Problem:
Using the records that follow, count the lines containing the word "LaserAreaSelection" and give that number only.

Collected data entries

────────────────────

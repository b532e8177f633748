//! Multi-method payment allocation
//!
//! Pure list transformations over `PaymentLine`s. The allocator only
//! guarantees internal sum-consistency — operators may intentionally
//! discount or overcharge relative to the suggested price, so the
//! default `finalize` never compares against it. `finalize_strict` is
//! the opt-in check.

use shared::digits::normalize_amount;
use shared::models::PaymentLine;
use shared::{EngineError, EngineResult};

/// Result of finalizing an allocation: the line list and its exact sum.
#[derive(Debug, Clone, PartialEq, Eq)]
pub struct Allocation {
    pub payment_details: Vec<PaymentLine>,
    pub total: i64,
}

/// Toggle a payment method on or off.
///
/// Toggling the *first* method on defaults its amount to
/// `default_amount` (the appointment's current suggested price), so a
/// single-method payment needs no manual entry. A subsequent method
/// defaults to 0 and the operator splits manually. Toggling off removes
/// the line entirely.
pub fn toggle_method(current: &[PaymentLine], method: &str, default_amount: i64) -> Vec<PaymentLine> {
    if current.iter().any(|l| l.method == method) {
        return current.iter().filter(|l| l.method != method).cloned().collect();
    }

    let mut lines = current.to_vec();
    let amount = if lines.is_empty() { default_amount } else { 0 };
    lines.push(PaymentLine {
        method: method.to_string(),
        amount,
    });
    lines
}

/// Set the amount of an already-toggled method from operator-typed
/// text. Localized digits are normalized, non-numeric characters
/// stripped. An unknown method is a no-op — a stale method name from
/// the UI must not poison the edit session.
pub fn set_amount(current: &[PaymentLine], method: &str, raw: &str) -> Vec<PaymentLine> {
    let amount = normalize_amount(raw);
    current
        .iter()
        .map(|l| {
            if l.method == method {
                PaymentLine {
                    method: l.method.clone(),
                    amount,
                }
            } else {
                l.clone()
            }
        })
        .collect()
}

/// Recompute the allocation total. Exact integer sum, no rounding.
pub fn finalize(current: &[PaymentLine]) -> Allocation {
    Allocation {
        payment_details: current.to_vec(),
        total: current.iter().map(|l| l.amount).sum(),
    }
}

/// Strict-mode finalize: fails with `InconsistentPaymentTotal` when the
/// sum does not match the expected settled price.
pub fn finalize_strict(current: &[PaymentLine], expected: i64) -> EngineResult<Allocation> {
    let allocation = finalize(current);
    if allocation.total != expected {
        return Err(EngineError::InconsistentPaymentTotal {
            expected,
            actual: allocation.total,
        });
    }
    Ok(allocation)
}
//! Suggested-total calculation
//!
//! Pure functions over selections and price tables. All amounts are in
//! the smallest currency unit; totals are exact integer sums.
//!
//! Consumables price from the **current** table (a price change
//! retroactively affects an unsaved suggested total); laser selections
//! price from their **stored** snapshot (frozen at selection time).
//! A consumable name missing from the table contributes 0 — the
//! selection stays saveable and the operator sees "price unknown"
//! upstream, it is not an error here.

use std::collections::HashMap;

use shared::models::{ConsumableLine, LaserAreaSelection, ProductSaleLine};

/// Quantities are positive; a request for ≤ 0 is clamped to 1, not
/// rejected.
pub fn clamp_quantity(qty: i64) -> i64 {
    qty.max(1)
}

/// Suggested total for a consumable selection against the live price
/// table.
pub fn consumables_total(lines: &[ConsumableLine], price_table: &HashMap<String, i64>) -> i64 {
    lines
        .iter()
        .map(|line| {
            let unit_price = price_table.get(&line.name).copied().unwrap_or(0);
            unit_price * clamp_quantity(line.amount)
        })
        .sum()
}

/// Total of a laser-area selection, from the frozen per-selection
/// prices.
pub fn laser_total(selections: &[LaserAreaSelection]) -> i64 {
    selections.iter().map(|s| s.price).sum()
}

/// Total for a care-product sale.
pub fn product_sale_total(lines: &[ProductSaleLine]) -> i64 {
    lines
        .iter()
        .map(|line| line.unit_price * clamp_quantity(line.qty))
        .sum()
}

#[cfg(test)]
mod tests {
    use super::*;
    use shared::models::Gender;

    fn line(name: &str, amount: i64) -> ConsumableLine {
        ConsumableLine {
            name: name.to_string(),
            amount,
        }
    }

    fn table(entries: &[(&str, i64)]) -> HashMap<String, i64> {
        entries
            .iter()
            .map(|(name, price)| (name.to_string(), *price))
            .collect()
    }

    #[test]
    fn test_consumables_total_basic() {
        let total = consumables_total(&[line("Botox", 2)], &table(&[("Botox", 500_000)]));
        assert_eq!(total, 1_000_000);
    }

    #[test]
    fn test_consumables_total_multiple_lines() {
        let prices = table(&[("Botox", 500_000), ("Filler", 2_000_000)]);
        let total = consumables_total(&[line("Botox", 3), line("Filler", 1)], &prices);
        assert_eq!(total, 3_500_000);
    }

    #[test]
    fn test_unknown_item_contributes_zero() {
        let prices = table(&[("Botox", 500_000)]);
        let total = consumables_total(&[line("Botox", 1), line("Deleted Item", 4)], &prices);
        assert_eq!(total, 500_000);
    }

    #[test]
    fn test_quantity_clamped_to_one() {
        let prices = table(&[("Botox", 500_000)]);
        assert_eq!(consumables_total(&[line("Botox", 0)], &prices), 500_000);
        assert_eq!(consumables_total(&[line("Botox", -5)], &prices), 500_000);
    }

    #[test]
    fn test_empty_selection_is_zero() {
        assert_eq!(consumables_total(&[], &table(&[])), 0);
        assert_eq!(laser_total(&[]), 0);
        assert_eq!(product_sale_total(&[]), 0);
    }

    #[test]
    fn test_laser_total_uses_frozen_prices() {
        let selections = vec![
            LaserAreaSelection {
                area: "Underarm".to_string(),
                gender: Gender::Female,
                price: 800_000,
            },
            LaserAreaSelection {
                area: "Full Leg".to_string(),
                gender: Gender::Female,
                price: 3_200_000,
            },
        ];
        assert_eq!(laser_total(&selections), 4_000_000);
    }

    #[test]
    fn test_product_sale_total() {
        let lines = vec![
            ProductSaleLine {
                product_id: "sunscreen".to_string(),
                qty: 2,
                unit_price: 450_000,
            },
            ProductSaleLine {
                product_id: "serum".to_string(),
                qty: 0, // clamped to 1
                unit_price: 1_200_000,
            },
        ];
        assert_eq!(product_sale_total(&lines), 2_100_000);
    }
}
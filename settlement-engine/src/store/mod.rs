//! External collaborator seams
//!
//! The engine reads and writes through these traits; the surrounding
//! application provides real backends. Implementations wrap their own
//! failures into `EngineError::ExternalStore` — the engine never
//! retries, the calling layer decides.

use std::collections::HashMap;

use async_trait::async_trait;

use shared::EngineResult;
use shared::models::{Appointment, Gender, InventoryItem, PaymentMethod, PurchaseRecord};

use crate::stock::StockDelta;

pub mod memory;

/// Appointment document store.
#[async_trait]
pub trait AppointmentStore: Send + Sync {
    /// Current persisted state — the source of the `previous` snapshot
    /// for consumable reconciliation.
    async fn get(&self, id: &str) -> EngineResult<Appointment>;

    async fn insert(&self, appointment: Appointment) -> EngineResult<()>;

    /// Full-document write of the updated appointment.
    async fn update(&self, appointment: &Appointment) -> EngineResult<()>;
}

/// Inventory store: price lookups, stock mutation, purchase history.
#[async_trait]
pub trait InventoryStore: Send + Sync {
    /// Current `name → salePrice` table. Live: consumable pricing always
    /// reads this, never a cached copy.
    async fn price_table(&self) -> EngineResult<HashMap<String, i64>>;

    async fn get_item(&self, name: &str) -> EngineResult<Option<InventoryItem>>;

    /// Apply a reconciliation batch atomically: all deltas or none.
    /// A name missing from inventory fails the whole batch with
    /// `UnknownInventoryItem` before any quantity changes. Quantities
    /// may go negative.
    async fn apply_stock_deltas(&self, deltas: &[StockDelta]) -> EngineResult<()>;

    /// Append a purchase record and raise stock by the purchased
    /// amount. The only other mutation path besides reconciliation.
    async fn register_purchase(&self, name: &str, purchase: PurchaseRecord) -> EngineResult<()>;
}

/// Laser area/gender → price map. Read-only from the engine.
#[async_trait]
pub trait LaserPriceTable: Send + Sync {
    async fn price_for(&self, area: &str, gender: Gender) -> EngineResult<Option<i64>>;
}

/// Ordered list of available payment methods. Read-only.
#[async_trait]
pub trait PaymentMethodRegistry: Send + Sync {
    async fn methods(&self) -> EngineResult<Vec<PaymentMethod>>;
}
//! Jalali (Shamsi) calendar conversion
//!
//! Bidirectional Gregorian ⇄ Jalali conversion with the 33-year-cycle
//! break-table leap rule, bridged through Julian day numbers. This is the
//! exact algorithm, not a day-of-year approximation; round-trips are
//! lossless for every valid date in the supported range.
//!
//! All stored appointment dates use the canonical `jYYYY-jMM-jDD` form
//! (zero-padded), so lexical order of stored strings agrees with
//! chronological order — but chronology, via the Gregorian instant, is
//! the source of truth for comparisons.

use std::cmp::Ordering;
use std::fmt;

use chrono::{Datelike, NaiveDate, Utc};
use serde::{Deserialize, Serialize};

use crate::error::{EngineError, EngineResult};

/// Offset between chrono's proleptic-Gregorian day count (day 1 =
/// 0001-01-01) and the Julian day number (JDN 2451545 = 2000-01-01).
const JDN_OFFSET: i64 = 1_721_425;

/// Years at which the 33-year leap cycle breaks (astronomical fit).
const BREAKS: [i64; 20] = [
    -61, 9, 38, 199, 426, 686, 756, 818, 1111, 1181, 1210, 1635, 2060, 2097, 2192, 2262, 2324,
    2394, 2456, 3178,
];

/// A validated Jalali calendar date.
///
/// Field order gives derived `Ord` chronological meaning for valid
/// dates; `compare_date_strings` compares through the Gregorian instant.
#[derive(Debug, Clone, Copy, PartialEq, Eq, PartialOrd, Ord, Hash, Serialize, Deserialize)]
pub struct JalaliDate {
    pub year: i32,
    pub month: u32,
    pub day: u32,
}

impl JalaliDate {
    /// Construct a validated date. Invalid month/day fails with
    /// `InvalidDate`; never clamps.
    pub fn new(year: i32, month: u32, day: u32) -> EngineResult<Self> {
        if !(1..=12).contains(&month) {
            return Err(EngineError::InvalidDate(format!(
                "month out of range: {year}-{month}-{day}"
            )));
        }
        let len = month_length(year, month)?;
        if day < 1 || day > len {
            return Err(EngineError::InvalidDate(format!(
                "day out of range: {year}-{month}-{day}"
            )));
        }
        Ok(Self { year, month, day })
    }

    /// Convert a Gregorian date to its Jalali equivalent.
    pub fn from_gregorian(date: NaiveDate) -> EngineResult<Self> {
        d2j(i64::from(date.num_days_from_ce()) + JDN_OFFSET)
    }

    /// Convert to the equivalent Gregorian date.
    pub fn to_gregorian(&self) -> EngineResult<NaiveDate> {
        let jdn = j2d(i64::from(self.year), i64::from(self.month), i64::from(self.day))?;
        jdn_to_gregorian(jdn)
    }

    /// Today's date in the Jalali calendar (UTC day).
    pub fn today() -> EngineResult<Self> {
        Self::from_gregorian(Utc::now().date_naive())
    }

    /// Strict parse of the canonical `jYYYY-jMM-jDD` form.
    pub fn parse(s: &str) -> EngineResult<Self> {
        let parts: Vec<&str> = s.split('-').collect();
        let &[y, m, d] = parts.as_slice() else {
            return Err(EngineError::InvalidDate(format!("malformed date: {s:?}")));
        };
        if y.len() != 4 || m.len() != 2 || d.len() != 2 {
            return Err(EngineError::InvalidDate(format!("malformed date: {s:?}")));
        }
        let all_digits = |p: &str| p.bytes().all(|b| b.is_ascii_digit());
        if !(all_digits(y) && all_digits(m) && all_digits(d)) {
            return Err(EngineError::InvalidDate(format!("malformed date: {s:?}")));
        }
        let year: i32 = y
            .parse()
            .map_err(|_| EngineError::InvalidDate(format!("malformed date: {s:?}")))?;
        let month: u32 = m
            .parse()
            .map_err(|_| EngineError::InvalidDate(format!("malformed date: {s:?}")))?;
        let day: u32 = d
            .parse()
            .map_err(|_| EngineError::InvalidDate(format!("malformed date: {s:?}")))?;
        Self::new(year, month, day)
    }

    /// Canonical zero-padded storage form.
    pub fn format(&self) -> String {
        self.to_string()
    }
}

impl fmt::Display for JalaliDate {
    fn fmt(&self, f: &mut fmt::Formatter<'_>) -> fmt::Result {
        write!(f, "{:04}-{:02}-{:02}", self.year, self.month, self.day)
    }
}

/// Whether `year` is a Jalali leap year (Esfand has 30 days).
pub fn is_leap_year(year: i32) -> EngineResult<bool> {
    Ok(jal_cal(i64::from(year))?.leap == 0)
}

/// Number of days in the given Jalali month.
pub fn month_length(year: i32, month: u32) -> EngineResult<u32> {
    match month {
        1..=6 => Ok(31),
        7..=11 => Ok(30),
        12 => Ok(if is_leap_year(year)? { 30 } else { 29 }),
        _ => Err(EngineError::InvalidDate(format!(
            "month out of range: {year}-{month}"
        ))),
    }
}

/// Chronological comparison of two stored `jYYYY-jMM-jDD` strings,
/// resolved through the Gregorian instant.
pub fn compare_date_strings(a: &str, b: &str) -> EngineResult<Ordering> {
    let ga = JalaliDate::parse(a)?.to_gregorian()?;
    let gb = JalaliDate::parse(b)?.to_gregorian()?;
    Ok(ga.cmp(&gb))
}

struct JalCal {
    /// 0 when the year is leap; 1..=4 index the year within its cycle.
    leap: i64,
    /// Gregorian calendar day of March on which Farvardin 1 falls.
    march: i64,
    /// Gregorian year containing Farvardin 1.
    gy: i64,
}

fn jal_cal(jy: i64) -> EngineResult<JalCal> {
    if jy < BREAKS[0] || jy >= BREAKS[BREAKS.len() - 1] {
        return Err(EngineError::InvalidDate(format!("year out of range: {jy}")));
    }

    let gy = jy + 621;
    let mut leap_j: i64 = -14;
    let mut jp = BREAKS[0];
    let mut jump = 0;

    // Count leap years from the epoch up to the cycle containing jy.
    for &jm in &BREAKS[1..] {
        jump = jm - jp;
        if jy < jm {
            break;
        }
        leap_j += jump / 33 * 8 + (jump % 33) / 4;
        jp = jm;
    }
    let mut n = jy - jp;

    leap_j += n / 33 * 8 + (n % 33 + 3) / 4;
    if jump % 33 == 4 && jump - n == 4 {
        leap_j += 1;
    }

    let leap_g = gy / 4 - (gy / 100 + 1) * 3 / 4 - 150;
    let march = 20 + leap_j - leap_g;

    if jump - n < 6 {
        n = n - jump + (jump + 4) / 33 * 33;
    }
    let mut leap = ((n + 1) % 33 - 1) % 4;
    if leap == -1 {
        leap = 4;
    }

    Ok(JalCal { leap, march, gy })
}

/// Julian day number of a Jalali date.
fn j2d(jy: i64, jm: i64, jd: i64) -> EngineResult<i64> {
    let r = jal_cal(jy)?;
    let first = gregorian_to_jdn(r.gy, 3, r.march)?;
    Ok(first + (jm - 1) * 31 - jm / 7 * (jm - 7) + jd - 1)
}

/// Jalali date of a Julian day number.
fn d2j(jdn: i64) -> EngineResult<JalaliDate> {
    let gy = i64::from(jdn_to_gregorian(jdn)?.year());
    let mut jy = gy - 621;
    let r = jal_cal(jy)?;
    let first = gregorian_to_jdn(gy, 3, r.march)?;

    let mut k = jdn - first;
    if k >= 0 {
        if k <= 185 {
            return JalaliDate::new(jy as i32, (1 + k / 31) as u32, (k % 31 + 1) as u32);
        }
        k -= 186;
    } else {
        jy -= 1;
        k += 179;
        if r.leap == 1 {
            k += 1;
        }
    }
    JalaliDate::new(jy as i32, (7 + k / 30) as u32, (k % 30 + 1) as u32)
}

fn gregorian_to_jdn(gy: i64, gm: u32, gd: i64) -> EngineResult<i64> {
    let date = NaiveDate::from_ymd_opt(gy as i32, gm, gd as u32).ok_or_else(|| {
        EngineError::InvalidDate(format!("gregorian date out of range: {gy}-{gm}-{gd}"))
    })?;
    Ok(i64::from(date.num_days_from_ce()) + JDN_OFFSET)
}

fn jdn_to_gregorian(jdn: i64) -> EngineResult<NaiveDate> {
    let days = jdn - JDN_OFFSET;
    i32::try_from(days)
        .ok()
        .and_then(NaiveDate::from_num_days_from_ce_opt)
        .ok_or_else(|| EngineError::InvalidDate(format!("julian day out of range: {jdn}")))
}
//! Payment Model

use serde::{Deserialize, Serialize};

/// One payment-method/amount pair attached to an appointment.
///
/// `method` is a weak reference to `PaymentMethod::name`.
#[derive(Debug, Clone, Serialize, Deserialize, PartialEq, Eq)]
pub struct PaymentLine {
    pub method: String,
    /// Amount in the smallest currency unit
    pub amount: i64,
}

/// Registry entry for an available payment method
#[derive(Debug, Clone, Serialize, Deserialize, PartialEq, Eq)]
pub struct PaymentMethod {
    pub name: String,
}
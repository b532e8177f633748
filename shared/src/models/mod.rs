//! Domain models
//!
//! Persisted documents use camelCase field names (the appointment and
//! inventory stores keep the original JSON shape).

pub mod appointment;
pub mod inventory;
pub mod payment;

pub use appointment::{
    Appointment, AppointmentStatus, AppointmentType, ConsumableLine, Gender, LaserAreaSelection,
    ProductSaleLine,
};
pub use inventory::{InventoryItem, PurchaseRecord};
pub use payment::{PaymentLine, PaymentMethod};
//! Shared types for the clinic settlement engine
//!
//! Common types used across the workspace: domain models, the error
//! taxonomy, Jalali calendar conversion, and input normalization.

pub mod calendar;
pub mod digits;
pub mod error;
pub mod models;

// Re-exports
pub use calendar::JalaliDate;
pub use error::{EngineError, EngineResult};
pub use serde::{Deserialize, Serialize};
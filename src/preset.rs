use crate::profile::PluginProfile;
use std::path::PathBuf;

/// Preset content as read from the source file.
#[derive(Debug, Clone, Default, PartialEq, Eq)]
pub enum Payload {
    /// Nothing parsed yet. Only seen on invalid presets.
    #[default]
    Empty,
    /// Full text document in a vendor grammar.
    Text(String),
    /// Opaque plugin state.
    Chunk(Vec<u8>),
}

/// Canonical, format-agnostic preset produced by every parser and consumed by
/// every generator.
#[derive(Debug, Clone, Default, PartialEq)]
pub struct PresetData {
    pub preset_name: String,
    /// Identity hints from the source. Empty when the parser could not tell.
    pub plugin_name: String,
    pub plugin_id: String,
    pub is_valid: bool,
    pub payload: Payload,
    pub source_path: Option<PathBuf>,
    /// Profile attached by [`PresetData::enrich`].
    pub profile: Option<PluginProfile>,
}

impl PresetData {
    pub fn text(preset_name: impl Into<String>, text: impl Into<String>) -> Self {
        Self {
            preset_name: preset_name.into(),
            is_valid: true,
            payload: Payload::Text(text.into()),
            ..Self::default()
        }
    }

    pub fn chunk(preset_name: impl Into<String>, bytes: Vec<u8>) -> Self {
        Self {
            preset_name: preset_name.into(),
            is_valid: true,
            payload: Payload::Chunk(bytes),
            ..Self::default()
        }
    }

    pub fn with_source(mut self, path: impl Into<PathBuf>) -> Self {
        self.source_path = Some(path.into());
        self
    }

    pub fn is_text_based(&self) -> bool {
        matches!(self.payload, Payload::Text(_))
    }

    pub fn is_chunk_based(&self) -> bool {
        matches!(self.payload, Payload::Chunk(_))
    }

    pub fn text_data(&self) -> Option<&str> {
        match &self.payload {
            Payload::Text(text) => Some(text),
            _ => None,
        }
    }

    pub fn chunk_data(&self) -> Option<&[u8]> {
        match &self.payload {
            Payload::Chunk(bytes) => Some(bytes),
            _ => None,
        }
    }

    /// Raw bytes of whichever payload is present.
    pub fn payload_bytes(&self) -> &[u8] {
        match &self.payload {
            Payload::Empty => &[],
            Payload::Text(text) => text.as_bytes(),
            Payload::Chunk(bytes) => bytes,
        }
    }

    /// Attach a resolved profile, filling identity hints the parser left empty.
    pub fn enrich(&mut self, profile: PluginProfile) {
        if self.plugin_id.is_empty() {
            self.plugin_id = profile.plugin_id.clone();
        }
        if self.plugin_name.is_empty() {
            self.plugin_name = profile.plugin_name.clone();
        }
        self.profile = Some(profile);
    }
}
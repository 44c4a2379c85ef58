//! Target-format generators.
//!
//! A generator renders the whole artifact in memory first and only then
//! replaces the destination, so a failed call never leaves a partial file.

mod raw;
mod unify;

pub use raw::RawChunkGenerator;
pub use unify::{UnifyLayer, UnifyPatch, UnifyPatchGenerator, UnifyState};

use crate::error::{ConvertError, Result};
use crate::preset::PresetData;
use crate::profile::write_atomically;
use std::path::Path;
use tracing::debug;

pub trait PresetGenerator {
    fn name(&self) -> &'static str;

    /// Extension (without dot) of files this generator writes.
    fn extension(&self, preset: &PresetData) -> String;

    /// Render `preset` into target-format bytes.
    fn render(&self, preset: &PresetData) -> Result<Vec<u8>>;

    /// Render `preset` and write it to `dest`. The destination is left
    /// untouched on any failure.
    fn save_patch(&self, preset: &PresetData, dest: &Path) -> Result<()> {
        ensure_valid(preset)?;
        let bytes = self.render(preset)?;
        write_atomically(dest, &bytes)?;
        debug!("{} wrote {:?} ({} bytes)", self.name(), dest, bytes.len());
        Ok(())
    }
}

/// Reject presets that must not reach a generator.
pub fn ensure_valid(preset: &PresetData) -> Result<()> {
    if !preset.is_valid {
        return Err(ConvertError::invalid_state(format!(
            "refusing to generate from invalid preset {:?}",
            preset.preset_name
        )));
    }
    if !preset.is_text_based() && !preset.is_chunk_based() {
        return Err(ConvertError::invalid_state(format!(
            "preset {:?} has no payload",
            preset.preset_name
        )));
    }
    Ok(())
}

/// Generator for a target name as used on the command line and in settings.
pub fn generator_for(target: &str) -> Result<Box<dyn PresetGenerator>> {
    match target.trim().to_lowercase().as_str() {
        "unify" => Ok(Box::new(UnifyPatchGenerator)),
        "raw" | "passthrough" => Ok(Box::new(RawChunkGenerator)),
        other => Err(ConvertError::unsupported("target format", other.to_string())),
    }
}

#[cfg(test)]
mod tests {
    use super::*;
    use crate::ErrorKind;

    #[test]
    fn invalid_preset_fails_without_writing() {
        let dir = tempfile::TempDir::new().unwrap();
        let dest = dir.path().join("out.unify");

        for generator in [generator_for("unify").unwrap(), generator_for("raw").unwrap()] {
            let err = generator.save_patch(&PresetData::default(), &dest).unwrap_err();
            assert_eq!(err.kind(), ErrorKind::InvalidState);
            assert!(!dest.exists());
        }
    }

    #[test]
    fn failed_save_keeps_existing_destination() {
        let dir = tempfile::TempDir::new().unwrap();
        let dest = dir.path().join("keep.unify");
        std::fs::write(&dest, b"previous").unwrap();

        let mut preset = PresetData::chunk("X", vec![1]);
        preset.is_valid = false;
        assert!(UnifyPatchGenerator.save_patch(&preset, &dest).is_err());
        assert_eq!(std::fs::read(&dest).unwrap(), b"previous");
    }

    #[test]
    fn missing_output_directory_is_reported() {
        let preset = PresetData::chunk("X", vec![1]);
        let err = RawChunkGenerator
            .save_patch(&preset, Path::new("/no/such/dir/x.fxp"))
            .unwrap_err();
        assert_eq!(err.kind(), ErrorKind::NotFound);
    }

    #[test]
    fn unknown_target_is_unsupported() {
        assert_eq!(
            generator_for("nks").err().map(|e| e.kind()),
            Some(ErrorKind::UnsupportedFormat)
        );
    }
}
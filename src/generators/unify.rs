use super::{ensure_valid, PresetGenerator};
use crate::error::{ConvertError, Result};
use crate::preset::{Payload, PresetData};
use crate::profile::FALLBACK_LAYER_TYPE;
use serde::{Deserialize, Serialize};
use serde_json::Value;
use std::fmt::Write;

pub const UNIFY_FORMAT: &str = "unify-patch";
pub const UNIFY_FORMAT_VERSION: u32 = 1;

/// Single-layer Unify patch document.
#[derive(Debug, Clone, PartialEq, Serialize, Deserialize)]
#[serde(rename_all = "camelCase")]
pub struct UnifyPatch {
    pub format: String,
    pub format_version: u32,
    pub patch_name: String,
    pub created_at: String,
    pub layer: UnifyLayer,
    pub state: UnifyState,
    #[serde(default)]
    pub required_samples: Vec<String>,
    #[serde(default)]
    pub parameter_mappings: Vec<Value>,
}

#[derive(Debug, Clone, PartialEq, Serialize, Deserialize)]
#[serde(rename_all = "camelCase")]
pub struct UnifyLayer {
    pub layer_type: String,
    pub plugin_name: String,
    pub plugin_id: String,
    pub manufacturer: String,
    pub plugin_version: String,
    pub is_vst2: bool,
    pub is_vst3: bool,
}

#[derive(Debug, Clone, PartialEq, Serialize, Deserialize)]
#[serde(rename_all = "camelCase")]
pub struct UnifyState {
    /// `"text"` or `"hex"`.
    pub encoding: String,
    pub data: String,
    pub size: usize,
    /// MD5 of the decoded state bytes.
    pub md5: String,
}

impl UnifyPatch {
    /// Build a patch from a valid preset and its attached profile, if any.
    pub fn from_preset(preset: &PresetData) -> Result<Self> {
        ensure_valid(preset)?;

        let profile = preset.profile.as_ref();
        let (encoding, data) = match &preset.payload {
            Payload::Text(text) => ("text", text.clone()),
            Payload::Chunk(bytes) => ("hex", to_hex(bytes)),
            Payload::Empty => return Err(ConvertError::invalid_state("preset has no payload")),
        };
        let raw = preset.payload_bytes();

        Ok(Self {
            format: UNIFY_FORMAT.to_string(),
            format_version: UNIFY_FORMAT_VERSION,
            patch_name: preset.preset_name.clone(),
            created_at: chrono::Local::now().to_rfc3339(),
            layer: UnifyLayer {
                layer_type: profile
                    .map(|p| p.layer_type().to_string())
                    .unwrap_or_else(|| FALLBACK_LAYER_TYPE.to_string()),
                plugin_name: preset.plugin_name.clone(),
                plugin_id: preset.plugin_id.clone(),
                manufacturer: profile.map(|p| p.manufacturer.clone()).unwrap_or_default(),
                plugin_version: profile.map(|p| p.version.clone()).unwrap_or_default(),
                is_vst2: profile.map(|p| p.is_vst2).unwrap_or(false),
                is_vst3: profile.map(|p| p.is_vst3).unwrap_or(false),
            },
            state: UnifyState {
                encoding: encoding.to_string(),
                data,
                size: raw.len(),
                md5: format!("{:x}", md5::compute(raw)),
            },
            required_samples: profile.map(|p| p.required_samples.clone()).unwrap_or_default(),
            parameter_mappings: profile
                .map(|p| p.parameter_mappings.clone())
                .unwrap_or_default(),
        })
    }

    /// Decode the embedded state and check it against the stored size and digest.
    pub fn decode_state(&self) -> Result<Vec<u8>> {
        let bytes = match self.state.encoding.as_str() {
            "text" => self.state.data.as_bytes().to_vec(),
            "hex" => from_hex(&self.state.data)?,
            other => return Err(ConvertError::unsupported("state encoding", other.to_string())),
        };
        let digest = format!("{:x}", md5::compute(&bytes));
        if bytes.len() != self.state.size || digest != self.state.md5 {
            return Err(ConvertError::invalid_state(format!(
                "state of patch {:?} does not match its checksum",
                self.patch_name
            )));
        }
        Ok(bytes)
    }
}

/// Writes Unify `.unify` patch documents.
#[derive(Debug, Clone, Copy, Default)]
pub struct UnifyPatchGenerator;

impl PresetGenerator for UnifyPatchGenerator {
    fn name(&self) -> &'static str {
        "unify"
    }

    fn extension(&self, _preset: &PresetData) -> String {
        "unify".to_string()
    }

    fn render(&self, preset: &PresetData) -> Result<Vec<u8>> {
        let patch = UnifyPatch::from_preset(preset)?;
        serde_json::to_vec_pretty(&patch)
            .map_err(|e| ConvertError::invalid_state(format!("Failed to encode Unify patch: {e}")))
    }
}

fn to_hex(bytes: &[u8]) -> String {
    let mut out = String::with_capacity(bytes.len() * 2);
    for b in bytes {
        let _ = write!(out, "{:02x}", b);
    }
    out
}

fn from_hex(s: &str) -> Result<Vec<u8>> {
    if s.len() % 2 != 0 {
        return Err(ConvertError::invalid_state("hex state has odd length"));
    }
    (0..s.len())
        .step_by(2)
        .map(|i| {
            s.get(i..i + 2)
                .and_then(|pair| u8::from_str_radix(pair, 16).ok())
                .ok_or_else(|| ConvertError::invalid_state(format!("bad hex digit at {i}")))
        })
        .collect()
}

────────────────────

Answer space:
5